The prisoners were all taken and given a shower bath in the divisional bath house and got a clean change of clothes.

Well, there is a fatigue being called to fill sand bags and I'll have to ring off and post this on the ration waggon.

I was glad of Mae's success in Massey Hall. I got the papers from Rose but the one of May 24th with the account of the competition was missing. All the other days were there. Hope Norma succeeds in her exams. Tell her to write & tell me all about them etc.



15 May 1916 Flanders

Dear Father, Mother & the Rest-

Rec'd your letter of Apr. 23 o.k. and also the parcel of Apr. 13. The cake was getting pretty old but all the other things were in good shape. I am afraid if the weather is going to be warm it will not do to send things like cakes or fruit because they will only be spoiled  by the time they arrive.

I was glad to know that you had the girls home for Easter. It would be much pleasanter. Has Mae decided about going out West? Last letter I had from her she was thinking seriously of it. Did Father's land deal drop(?) through? You haven't mentioned it lately.

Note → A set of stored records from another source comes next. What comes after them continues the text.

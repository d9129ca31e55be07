use std::io;
use tracing_appender::rolling;
use tracing_subscriber::fmt;
use tracing_subscriber::layer::SubscriberExt;
use tracing_subscriber::prelude::*;
use tracing_subscriber::EnvFilter;

pub fn configure_logging() {
    // Stdout log configuration
    let stdout_log = fmt::layer().with_writer(io::stdout).with_filter(
        EnvFilter::new("info,web_request=warn,db_query=warn,sweep=info,sqlx=off"),
    );

    // File log configuration
    let file_appender = rolling::daily("logs", "scout.log");
    let file_log = fmt::layer()
        .with_writer(file_appender)
        .with_filter(EnvFilter::new("debug,sqlx=info"));

    tracing_subscriber::Registry::default()
        .with(stdout_log)
        .with(file_log)
        .init();
}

I am still at work in the hospital and am kept fairly busy.  Some days are slack however and we can get a few minutes to write letters. I had a letter from Aunt Aggie last week and one from Chas. Munroe and Millie Mitford. Both of the latter want me to go and visit them when I am on leave home. It is as far away as ever and I am trying to see if I can't change numbers with someone who is leaving the unit. I must write Belle Ruxton some of these days. I had a letter from her a long time ago and I don't think I answered it.

Billy Redburn and I were over to spend the evening with Clair Brink on Saturday. He has a nice hut to himself but is kept pretty busy during the daytime. We had a nice evening chat together.

I have been getting the Globes that Rose sends right along and also got the parcel from the Patriotic League. I acknowledged it to Mrs. Gillis. Say, don't put my name in the paper any more than you can help. Miss Fairbairn gets all mixed up in her statements and she is apt to get somebody in to trouble sometime.

This has been a very commonplace week and there has not been anything out of the way happen. We never know though when things will start.

When do the school exams come off. I saw by the news that only students who were going to work on the farms were to be excused from exams. Is Vern going to do that? I guess Norma will be going to Normal next fall. That won't leave very many at home. I hope Mae repeats her success of last spring and carries off the prizes at the choir competition. I guess she will write and tell me all about it.

There's absolutely no news to tell so I'll ring off and get this away on the first mail that's going.